In this, his ninth book of poetry, lyric master X. J. Kennedy regales his readers with engaging rhythm fittingly signaled by the book’s title, which echoes Duke Ellington’s jazz classic "It Don’t Mean a Thing (If It Ain’t Got That Swing)." Kennedy’s poems, infused with verve and surprise, are by turns irresistibly funny and sharply insightful about life in America.

Some poems are personal recollections of childhood and growing up, as in "My Mother Consigns to the Flames My Trove of Comic Books." "Thomas Hardy’s Obsequies" tells the bizarre true account of the literary giant’s burial.

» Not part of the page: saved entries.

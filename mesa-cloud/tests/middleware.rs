//! Middleware behavior through the assembled router (no database needed)

mod common;

use axum::body::Body;
use axum::http::{Request, StatusCode};
use serde_json::json;
use tower::ServiceExt;

use common::{bearer, body_json, dev_app, dev_state, get, json_request, test_env_app, with_auth};

#[tokio::test]
async fn test_xss_payload_is_escaped() {
    let response = dev_app()
        .oneshot(json_request(
            "POST",
            "/api/v1/test/xss",
            json!({ "name": "Test <script>alert(1)</script>", "nested": { "list": ["<b>"] } }),
        ))
        .await
        .unwrap();

    assert_eq!(response.status(), StatusCode::OK);
    let body = body_json(response).await;
    assert_eq!(
        body["receivedData"]["name"],
        "Test &lt;script&gt;alert(1)&lt;&#x2F;script&gt;"
    );
    assert_eq!(body["receivedData"]["nested"]["list"][0], "&lt;b&gt;");
    assert_eq!(body["_version"], "1");
}

#[tokio::test]
async fn test_unsupported_path_version_rejected() {
    let response = dev_app()
        .oneshot(get("/api/v2/test/version"))
        .await
        .unwrap();

    assert_eq!(response.status(), StatusCode::BAD_REQUEST);
    let body = body_json(response).await;
    assert_eq!(body["requestedVersion"], "2");
    assert_eq!(body["supportedVersions"], json!(["1"]));
}

#[tokio::test]
async fn test_unsupported_accept_version_rejected() {
    let request = Request::builder()
        .uri("/api/test/version")
        .header("accept", "application/vnd.mesa.v2+json")
        .body(Body::empty())
        .unwrap();
    let response = dev_app().oneshot(request).await.unwrap();
    assert_eq!(response.status(), StatusCode::BAD_REQUEST);
}

#[tokio::test]
async fn test_version_header_on_legacy_alias() {
    let request = Request::builder()
        .uri("/api/test/version")
        .header("x-api-version", "v1")
        .body(Body::empty())
        .unwrap();
    let response = dev_app().oneshot(request).await.unwrap();

    assert_eq!(response.status(), StatusCode::OK);
    assert_eq!(response.headers()["x-api-version"], "1");
    let body = body_json(response).await;
    assert_eq!(body["version"], "1");
    assert!(body["_timestamp"].is_string());
}

#[tokio::test]
async fn test_request_id_is_propagated() {
    let response = dev_app()
        .oneshot(get("/api/v1/test/version"))
        .await
        .unwrap();
    assert!(response.headers().contains_key("x-request-id"));
}

#[tokio::test]
async fn test_protected_route_requires_token() {
    let response = dev_app().oneshot(get("/api/v1/auth/me")).await.unwrap();

    assert_eq!(response.status(), StatusCode::UNAUTHORIZED);
    let body = body_json(response).await;
    assert_eq!(body["code"], 1001);
}

#[tokio::test]
async fn test_group_auth_rejects_garbage_token() {
    let request = Request::builder()
        .uri("/api/v1/locations")
        .header("authorization", "Bearer not-a-jwt")
        .body(Body::empty())
        .unwrap();
    let response = dev_app().oneshot(request).await.unwrap();
    assert_eq!(response.status(), StatusCode::UNAUTHORIZED);
}

#[tokio::test]
async fn test_malformed_json_is_invalid_request() {
    let request = Request::builder()
        .method("POST")
        .uri("/api/v1/auth/login")
        .header("content-type", "application/json")
        .body(Body::from("{\"email\": "))
        .unwrap();
    let response = dev_app().oneshot(request).await.unwrap();

    assert_eq!(response.status(), StatusCode::BAD_REQUEST);
    let body = body_json(response).await;
    assert_eq!(body["code"], 5);
}

#[tokio::test]
async fn test_auth_rate_limit_in_development() {
    let app = dev_app();
    let attempt = || {
        Request::builder()
            .method("POST")
            .uri("/api/v1/auth/login")
            .header("content-type", "application/json")
            .header("x-forwarded-for", "203.0.113.7")
            .body(Body::from("not json"))
            .unwrap()
    };

    for _ in 0..50 {
        let response = app.clone().oneshot(attempt()).await.unwrap();
        assert_ne!(response.status(), StatusCode::TOO_MANY_REQUESTS);
    }

    let response = app.clone().oneshot(attempt()).await.unwrap();
    assert_eq!(response.status(), StatusCode::TOO_MANY_REQUESTS);
    assert!(response.headers().contains_key("retry-after"));
    let body = body_json(response).await;
    assert_eq!(body["error"], "Too many requests");

    // A different client still has budget
    let other = Request::builder()
        .method("POST")
        .uri("/api/v1/auth/login")
        .header("content-type", "application/json")
        .header("x-forwarded-for", "203.0.113.8")
        .body(Body::from("not json"))
        .unwrap();
    let response = app.oneshot(other).await.unwrap();
    assert_ne!(response.status(), StatusCode::TOO_MANY_REQUESTS);
}

#[tokio::test]
async fn test_error_route_exposes_debug_in_development() {
    let response = dev_app().oneshot(get("/api/v1/test/error")).await.unwrap();

    assert_eq!(response.status(), StatusCode::INTERNAL_SERVER_ERROR);
    let body = body_json(response).await;
    assert_eq!(body["code"], 9001);
    assert!(
        body["details"]["debug"]
            .as_str()
            .is_some_and(|d| d.contains("Intentional failure"))
    );
}

#[tokio::test]
async fn test_error_detail_redacted_outside_development() {
    let response = test_env_app()
        .oneshot(get("/api/v1/test/error"))
        .await
        .unwrap();

    assert_eq!(response.status(), StatusCode::INTERNAL_SERVER_ERROR);
    let body = body_json(response).await;
    assert_eq!(body["code"], 9001);
    assert!(body.get("details").is_none());
    assert_eq!(body["_version"], "1");
}

#[tokio::test]
async fn test_bad_query_string_is_invalid_request() {
    let state = dev_state();
    let auth = bearer(&state, 7, Some(1), &["waiter"]);
    let app = mesa_cloud::api::create_router(state);

    for uri in ["/api/v1/menu/items?available=maybe", "/api/v1/orders?page=abc"] {
        let response = app
            .clone()
            .oneshot(with_auth(get(uri), &auth))
            .await
            .unwrap();
        assert_eq!(response.status(), StatusCode::BAD_REQUEST, "{uri}");
        let body = body_json(response).await;
        assert_eq!(body["code"], 5, "{uri}");
        assert!(body["message"].is_string());
    }
}

#[tokio::test]
async fn test_unknown_route_is_json_404() {
    let response = dev_app().oneshot(get("/api/v1/nope")).await.unwrap();

    assert_eq!(response.status(), StatusCode::NOT_FOUND);
    let body = body_json(response).await;
    assert_eq!(body["code"], 3);
    assert_eq!(response_version(&body), Some("1"));
}

fn response_version(body: &serde_json::Value) -> Option<&str> {
    body["_version"].as_str()
}
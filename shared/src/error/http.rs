//! HTTP status code mapping for error codes

use super::codes::ErrorCode;
use http::StatusCode;

impl ErrorCode {
    /// Get the appropriate HTTP status code for this error code
    pub fn http_status(&self) -> StatusCode {
        match self {
            // Success
            Self::Success => StatusCode::OK,

            // 404 Not Found
            Self::NotFound
            | Self::RestaurantNotFound
            | Self::LocationNotFound
            | Self::OrderNotFound
            | Self::MenuItemNotFound
            | Self::CategoryNotFound => StatusCode::NOT_FOUND,

            // 409 Conflict
            Self::AlreadyExists
            | Self::RestaurantUrlTaken
            | Self::EmailTaken
            | Self::CategoryNameExists => StatusCode::CONFLICT,

            // 401 Unauthorized
            Self::NotAuthenticated
            | Self::InvalidCredentials
            | Self::TokenExpired
            | Self::TokenInvalid
            | Self::AccountDisabled => StatusCode::UNAUTHORIZED,

            // 403 Forbidden
            Self::PermissionDenied
            | Self::RoleRequired
            | Self::RoleAssignmentForbidden
            | Self::LocationScopeDenied
            | Self::RestaurantNotSelected
            | Self::RestaurantInactive => StatusCode::FORBIDDEN,

            // 413 Payload Too Large
            Self::PayloadTooLarge => StatusCode::PAYLOAD_TOO_LARGE,

            // 429 Too Many Requests
            Self::RateLimited => StatusCode::TOO_MANY_REQUESTS,

            // 500 Internal Server Error
            Self::Unknown | Self::InternalError | Self::DatabaseError | Self::ConfigError => {
                StatusCode::INTERNAL_SERVER_ERROR
            }

            // 400 Bad Request (default for validation/business errors)
            _ => StatusCode::BAD_REQUEST,
        }
    }
}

Other poems portray memorable characters, from Jane Austen ("Jane Austen Drives to Alton in Her Donkey Trap") to a giant land tortoise ("Lonesome George") to a slow-witted man hired to cook for a nudist colony ("Pudge Wescott"). Kennedy is a storyteller of the first order, relating tales of travel to far-reaching places, from the Galápagos Islands and Tiananmen Square to the hectic back streets of Bamako, Mali. This wise and clever book is rounded out with adept translations of work by Charles Baudelaire, Stéphane Mallarmé, Arthur Rimbaud, and others.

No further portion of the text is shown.